International precedent from infrastructure finance demonstrates that exit mechanisms—put options, buyback provisions, and forced sale rights—are standard features of finite-life investments. The solution is particularly effective because it creates market discipline: companies anticipating buyback obligations will manage the expiry problem proactively to limit valuation exposure.

Implementation requires SEBON to issue the Hydropower Buyback Regulations, establishing: (a) mandatory buyback windows opening 10 years before license expiry and closing 2 years before expiry; (b) valuation methodology (independent valuer appointment, regulatory formula, or discounted cash flow with specified parameters); (c) funding source requirements (sinking fund, reserve account, or external financing); (d) shareholder election procedures (opt-in for individual sale, opt-out for collective continuation); and (e) company obligations and timelines for share repurchase. The regulations should permit two structural approaches: company-funded buyback (where the SPV uses accumulated reserves or external financing to repurchase shares) and trust-funded buyback (where an independent trust manages buyback using accumulated funds).

The primary challenge involves funding adequacy. Many projects will lack sufficient accumulated reserves to buy back all shares at fair value. If buyback obligations exceed available funds, companies may face liquidity crises or be forced into fire sales of assets at suboptimal prices. A second challenge involves valuation disputes. Determining “fair value” for shares in a company whose asset will transfer for zero compensation is inherently contentious. Shareholders will argue for valuations based on historical prices, dividend yields, or replacement cost; the company will argue for valuations based on remaining cash flows, adjusted for terminal transfer. Independent valuation provides legitimacy but does not eliminate dispute risk. Third, the solution may trigger anticipatory behavior: knowing buyback windows are mandatory, rational investors may refuse to purchase shares except at deep discounts, knowing they can exit at fair value later. This would reduce market liquidity and pricing far in advance of actual buyback windows. Fourth, promoter incentives are misaligned. Promoters who control companies will resist buyback obligations that return capital to shareholders rather than accumulating for their benefit. Enforcement requires regulatory capacity to compel compliance against well-resisted opposition. Fifth, the solution creates potential for selective buyback—companies may repurchase shares from friendly parties at favorable prices while treating hostile shareholders poorly. Anti-avoidance provisions are essential but difficult to draft comprehensively.

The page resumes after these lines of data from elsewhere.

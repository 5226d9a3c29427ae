//! Structured logging setup.

use std::fs::{self, OpenOptions};
use std::path::Path;
use std::sync::Mutex;

use anyhow::{Context, Result};
use tracing_subscriber::{fmt, layer::SubscriberExt, util::SubscriberInitExt, EnvFilter};

/// Initialize logging into an append-only file, filtered by `log_level` or
/// `RUST_LOG` (default `info`). The terminal is left alone for the TUI.
pub fn init_logging(log_level: Option<&str>, log_path: &Path) -> Result<()> {
    let filter = if let Some(level) = log_level {
        EnvFilter::new(level)
    } else {
        EnvFilter::try_from_default_env().unwrap_or_else(|_| EnvFilter::new("info"))
    };

    if let Some(parent) = log_path.parent() {
        if !parent.as_os_str().is_empty() {
            fs::create_dir_all(parent).context("failed to create log directory")?;
        }
    }

    let file = OpenOptions::new()
        .create(true)
        .append(true)
        .open(log_path)
        .with_context(|| format!("failed to open log file {}", log_path.display()))?;

    tracing_subscriber::registry()
        .with(filter)
        .with(fmt::layer().with_ansi(false).with_writer(Mutex::new(file)))
        .try_init()
        .context("failed to install tracing subscriber")?;

    Ok(())
}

Project Bond Market Development

The development of a domestic project bond market where hydropower companies issue debt instruments with maturity dates aligned to license terms, replacing or supplementing equity financing. Bonds would be issued at the project level (single-asset financing) or corporate level (portfolio financing), with statutory protection for bondholders including security interests, covenants, and trustee oversight. The solution aligns capital structure with asset life—debt is repaid from project cash flows before transfer, eliminating equity terminal value risk.

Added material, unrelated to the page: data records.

use std::fs;
use std::path::{Path, PathBuf};

use anyhow::{anyhow, Context, Result};
use directories::BaseDirs;
use rusqlite::Connection;
use tracing::{debug, info};

/// Folder name used beneath the user's home directory for application data.
const DATA_DIR_NAME: &str = ".career-council";
/// SQLite file name stored inside the application data directory.
const DB_FILE_NAME: &str = "career_counseling.db";
/// Reference exams inserted the first time the database is created.
pub const SEED_EXAMS: [&str; 4] = ["JEE Main", "JEE Advanced", "NEET", "BITSAT"];

/// Handle to the on-disk database. It only remembers the path; every
/// operation opens its own connection and drops it when done.
#[derive(Debug, Clone)]
pub struct Database {
    path: PathBuf,
}

impl Database {
    /// Create the parent directory if needed, then run the schema and seed
    /// step once so later connections can assume the tables exist.
    pub fn open(path: impl Into<PathBuf>) -> Result<Self> {
        let path = path.into();
        if let Some(parent) = path.parent() {
            if !parent.as_os_str().is_empty() {
                fs::create_dir_all(parent).context("failed to create data directory")?;
            }
        }

        let db = Self { path };
        let conn = db.connect()?;
        ensure_schema(&conn)?;
        info!(path = %db.path.display(), "database ready");
        Ok(db)
    }

    pub fn path(&self) -> &Path {
        &self.path
    }

    /// Open a fresh connection with foreign key enforcement turned on.
    pub fn connect(&self) -> Result<Connection> {
        let conn = Connection::open(&self.path).context("failed to open SQLite database")?;
        conn.execute("PRAGMA foreign_keys = ON", [])
            .context("failed to enable foreign keys")?;
        Ok(conn)
    }
}

/// Create the three tables if they are missing and seed the exam list when it
/// is empty. Safe to run on every start.
pub fn ensure_schema(conn: &Connection) -> Result<()> {
    conn.execute(
        "CREATE TABLE IF NOT EXISTS exams (
            id INTEGER PRIMARY KEY AUTOINCREMENT,
            name TEXT NOT NULL UNIQUE
        )",
        [],
    )
    .context("failed to create exams table")?;

    conn.execute(
        "CREATE TABLE IF NOT EXISTS colleges (
            id INTEGER PRIMARY KEY AUTOINCREMENT,
            name TEXT NOT NULL,
            location TEXT NOT NULL,
            field TEXT NOT NULL,
            tuition_fee REAL NOT NULL,
            UNIQUE (name, location)
        )",
        [],
    )
    .context("failed to create colleges table")?;

    // No ON DELETE CASCADE: deleting a college removes its cutoffs explicitly.
    conn.execute(
        "CREATE TABLE IF NOT EXISTS cutoffs (
            college_id INTEGER NOT NULL,
            exam_id INTEGER NOT NULL,
            category TEXT NOT NULL,
            cutoff_score REAL NOT NULL,
            UNIQUE (college_id, exam_id, category),
            FOREIGN KEY(college_id) REFERENCES colleges(id),
            FOREIGN KEY(exam_id) REFERENCES exams(id)
        )",
        [],
    )
    .context("failed to create cutoffs table")?;

    let exam_count: i64 = conn
        .query_row("SELECT COUNT(*) FROM exams", [], |row| row.get(0))
        .context("failed to count exams")?;

    if exam_count == 0 {
        for name in SEED_EXAMS {
            conn.execute("INSERT INTO exams (name) VALUES (?1)", [name])
                .context("failed to seed exams")?;
        }
        debug!(count = SEED_EXAMS.len(), "seeded exam table");
    }

    Ok(())
}

/// Resolve the default database location inside the user's home directory.
pub fn default_db_path() -> Result<PathBuf> {
    let base_dirs = BaseDirs::new().ok_or_else(|| anyhow!("could not locate home directory"))?;
    Ok(base_dirs.home_dir().join(DATA_DIR_NAME).join(DB_FILE_NAME))
}

#[cfg(test)]
mod tests {
    use super::*;
    use tempfile::TempDir;

    #[test]
    fn schema_is_idempotent_and_seeds_once() {
        let conn = Connection::open_in_memory().unwrap();
        ensure_schema(&conn).unwrap();
        ensure_schema(&conn).unwrap();

        let count: i64 = conn
            .query_row("SELECT COUNT(*) FROM exams", [], |row| row.get(0))
            .unwrap();
        assert_eq!(count, 4);
    }

    #[test]
    fn open_creates_missing_directories() {
        let temp = TempDir::new().unwrap();
        let path = temp.path().join("nested").join("dir").join("test.db");

        let db = Database::open(&path).unwrap();
        assert!(path.exists());

        // Reopening an existing file must not reseed.
        let again = Database::open(db.path()).unwrap();
        let conn = again.connect().unwrap();
        let count: i64 = conn
            .query_row("SELECT COUNT(*) FROM exams", [], |row| row.get(0))
            .unwrap();
        assert_eq!(count, 4);
    }
}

This solution addresses the fundamental asset-liability mismatch by replacing inappropriate perpetual equity with maturity-matched debt. The core problem is financing 30 to 35 year assets with infinite-life equity; the solution is financing finite assets with finite-maturity debt. Project bonds provide known repayment schedules, fixed or floating interest obligations, and secured claims on project cash flows. When the license expires, bondholders have been fully repaid and bear no residual loss. 

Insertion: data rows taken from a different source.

//! Login screen that decides which tool to start. Launching itself happens in
//! `main` once the terminal has been restored.

use std::mem;

use anyhow::Result;
use crossterm::event::{KeyCode, KeyEvent};
use ratatui::layout::{Alignment, Constraint, Direction, Layout, Rect};
use ratatui::style::{Color, Modifier, Style};
use ratatui::text::{Line, Span};
use ratatui::widgets::{Block, Borders, Clear, Paragraph};
use ratatui::Frame;
use tracing::{info, warn};

use crate::session::Role;

use super::forms::PasswordInput;
use super::helpers::{
    centered_rect, draw_footer, key_hints, split_footer, StatusKind, StatusMessage,
};
use super::terminal::TuiApp;

const LOGO: [&str; 5] = [
    r"  ____                              ____                      _ _ ",
    r" / ___|__ _ _ __ ___  ___ _ __     / ___|___  _   _ _ __   ___(_) |",
    r"| |   / _` | '__/ _ \/ _ \ '__|   | |   / _ \| | | | '_ \ / __| | |",
    r"| |__| (_| | | |  __/  __/ |      | |__| (_) | |_| | | | | (__| | |",
    r" \____\__,_|_|  \___|\___|_|       \____\___/ \__,_|_| |_|\___|_|_|",
];

const MENU_ITEMS: [(Role, &str); 2] = [
    (Role::Admin, "Administrator Access"),
    (Role::Student, "Student Access"),
];

enum Page {
    Menu { selected: usize },
    AdminLogin(PasswordInput),
}

pub struct LauncherApp {
    page: Page,
    status: Option<StatusMessage>,
    outcome: Option<Role>,
}

impl Default for LauncherApp {
    fn default() -> Self {
        Self::new()
    }
}

impl LauncherApp {
    pub fn new() -> Self {
        Self {
            page: Page::Menu { selected: 0 },
            status: None,
            outcome: None,
        }
    }

    /// Tool picked by the user, if the launcher closed because of a login.
    pub fn outcome(&self) -> Option<Role> {
        self.outcome
    }

    fn handle_menu_key(&mut self, code: KeyCode, selected: usize, exit: &mut bool) -> Page {
        match code {
            KeyCode::Char('q') | KeyCode::Esc => {
                *exit = true;
                Page::Menu { selected }
            }
            KeyCode::Up | KeyCode::BackTab => Page::Menu {
                selected: selected.saturating_sub(1),
            },
            KeyCode::Down | KeyCode::Tab => Page::Menu {
                selected: (selected + 1).min(MENU_ITEMS.len() - 1),
            },
            KeyCode::Char('a') => self.choose(Role::Admin, selected, exit),
            KeyCode::Char('s') => self.choose(Role::Student, selected, exit),
            KeyCode::Enter => match MENU_ITEMS.get(selected) {
                Some((role, _)) => self.choose(*role, selected, exit),
                None => Page::Menu { selected },
            },
            _ => Page::Menu { selected },
        }
    }

    fn choose(&mut self, role: Role, selected: usize, exit: &mut bool) -> Page {
        match role {
            Role::Admin => {
                self.status = None;
                Page::AdminLogin(PasswordInput::default())
            }
            Role::Student => {
                info!("student access selected");
                self.outcome = Some(Role::Student);
                *exit = true;
                Page::Menu { selected }
            }
        }
    }

    fn handle_login_key(
        &mut self,
        code: KeyCode,
        mut input: PasswordInput,
        exit: &mut bool,
    ) -> Page {
        match code {
            KeyCode::Esc => {
                self.status = None;
                return Page::Menu { selected: 0 };
            }
            KeyCode::Tab => input.toggle_visibility(),
            KeyCode::Backspace => input.backspace(),
            KeyCode::Enter => {
                if input.verify() {
                    info!("administrator login accepted");
                    self.set_status("Access granted", StatusKind::Info);
                    self.outcome = Some(Role::Admin);
                    *exit = true;
                } else {
                    warn!("administrator login rejected");
                    self.set_status("Access denied - Invalid credentials", StatusKind::Error);
                    input.clear();
                }
            }
            KeyCode::Char(ch) => {
                input.push_char(ch);
            }
            _ => {}
        }
        Page::AdminLogin(input)
    }

    fn set_status<S: Into<String>>(&mut self, text: S, kind: StatusKind) {
        self.status = Some(StatusMessage {
            text: text.into(),
            kind,
        });
    }

    fn draw_banner(&self, frame: &mut Frame, area: Rect) {
        let mut lines: Vec<Line> = LOGO
            .iter()
            .map(|row| Line::from(Span::styled(*row, Style::default().fg(Color::Cyan))))
            .collect();
        lines.push(Line::from(""));
        lines.push(Line::from(Span::styled(
            "Career Council",
            Style::default().add_modifier(Modifier::BOLD),
        )));
        lines.push(Line::from(Span::styled(
            "Your path to success starts here",
            Style::default().fg(Color::Gray),
        )));
        frame.render_widget(Paragraph::new(lines).alignment(Alignment::Center), area);
    }

    fn draw_menu(&self, frame: &mut Frame, area: Rect, selected: usize) {
        let mut lines = vec![
            Line::from(Span::styled(
                "Select your login type",
                Style::default().add_modifier(Modifier::BOLD),
            )),
            Line::from(""),
        ];
        for (idx, (_, label)) in MENU_ITEMS.iter().enumerate() {
            let style = if idx == selected {
                Style::default()
                    .fg(Color::Black)
                    .bg(Color::Cyan)
                    .add_modifier(Modifier::BOLD)
            } else {
                Style::default().fg(Color::Cyan)
            };
            lines.push(Line::from(Span::styled(format!("  {label}  "), style)));
            lines.push(Line::from(""));
        }
        frame.render_widget(Paragraph::new(lines).alignment(Alignment::Center), area);
    }

    fn draw_login(&self, frame: &mut Frame, area: Rect, input: &PasswordInput) {
        let popup = centered_rect(50, 40, area);
        frame.render_widget(Clear, popup);

        let block = Block::default()
            .borders(Borders::ALL)
            .title("Administrator Login")
            .style(Style::default().fg(Color::White));
        let inner = block.inner(popup);
        frame.render_widget(block, popup);

        let visibility = if input.visible { "visible" } else { "hidden" };
        let lines = vec![
            Line::from("Enter the administrator password."),
            Line::from(""),
            Line::from(vec![
                Span::styled("Password: ", Style::default().add_modifier(Modifier::BOLD)),
                Span::raw(input.display()),
            ]),
            Line::from(""),
            Line::from(Span::styled(
                format!("Password is {visibility}. Press Tab to toggle."),
                Style::default().fg(Color::DarkGray),
            )),
        ];
        frame.render_widget(Paragraph::new(lines), inner);

        let offset = "Password: ".len() as u16 + input.display().chars().count() as u16;
        let cursor_x = (inner.x + offset).min(inner.right().saturating_sub(1));
        let cursor_y = inner.y + 2;
        if cursor_y < inner.bottom() {
            frame.set_cursor_position((cursor_x, cursor_y));
        }
    }

    fn footer_instructions(&self) -> Line<'static> {
        match &self.page {
            Page::Menu { .. } => key_hints(&[
                ("↑↓", "Choose"),
                ("Enter", "Select"),
                ("a", "Admin"),
                ("s", "Student"),
                ("q", "Quit"),
            ]),
            Page::AdminLogin(_) => key_hints(&[
                ("Enter", "Login"),
                ("Tab", "Show/Hide"),
                ("Esc", "Back"),
            ]),
        }
    }
}

impl TuiApp for LauncherApp {
    fn handle_key(&mut self, key: KeyEvent) -> Result<bool> {
        let mut exit = false;
        let page = mem::replace(&mut self.page, Page::Menu { selected: 0 });

        self.page = match page {
            Page::Menu { selected } => self.handle_menu_key(key.code, selected, &mut exit),
            Page::AdminLogin(input) => self.handle_login_key(key.code, input, &mut exit),
        };

        Ok(exit)
    }

    fn draw(&self, frame: &mut Frame) {
        let area = frame.area();
        let (content_area, footer_area) = split_footer(area);

        let chunks = Layout::default()
            .direction(Direction::Vertical)
            .constraints([
                Constraint::Length(1),
                Constraint::Length(LOGO.len() as u16 + 3),
                Constraint::Length(1),
                Constraint::Min(0),
            ])
            .split(content_area);

        self.draw_banner(frame, chunks[1]);

        match &self.page {
            Page::Menu { selected } => self.draw_menu(frame, chunks[3], *selected),
            Page::AdminLogin(input) => self.draw_login(frame, content_area, input),
        }

        if let Some(footer_area) = footer_area {
            draw_footer(
                frame,
                footer_area,
                self.status.as_ref(),
                self.footer_instructions(),
            );
        }
    }
}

The solution is internationally validated: UK PFI projects, Luxembourg infrastructure bonds, and emerging market project finance all demonstrate successful debt issuance for finite-concession assets. The Hydropower Development Policy, 2001 already mentions mobilization of capital through “bonds as well as other financial instruments,” providing policy foundation. For Nepal, the solution offers additional benefits: domestic bond development deepens capital markets, provides institutional investors with appropriate-duration assets, and reduces dependence on bank financing that crowds out other borrowers.

Implementation requires coordinated action across multiple regulatory domains. The MoF and SEBON should issue the Infrastructure Bond Guidelines, establishing: (a) eligibility criteria for hydropower project bonds; (b) approval process and regulatory oversight; (c) disclosure requirements for bond prospectuses; (d) trustee appointment and responsibilities; and (e) default and enforcement mechanisms. NRB should issue guidelines for bank investment in hydropower bonds, including capital adequacy treatment, concentration limits, and valuation methodologies. SEBON should clarify the boundary between securities regulation (for bonds offered to public) and debt financing (for privately placed instruments). 

The initial issuers should be larger, more established projects to establish market credibility. Tax incentives—exemption from capital gains tax for bondholders, deductibility of interest and issuance cost for —would accelerate market development.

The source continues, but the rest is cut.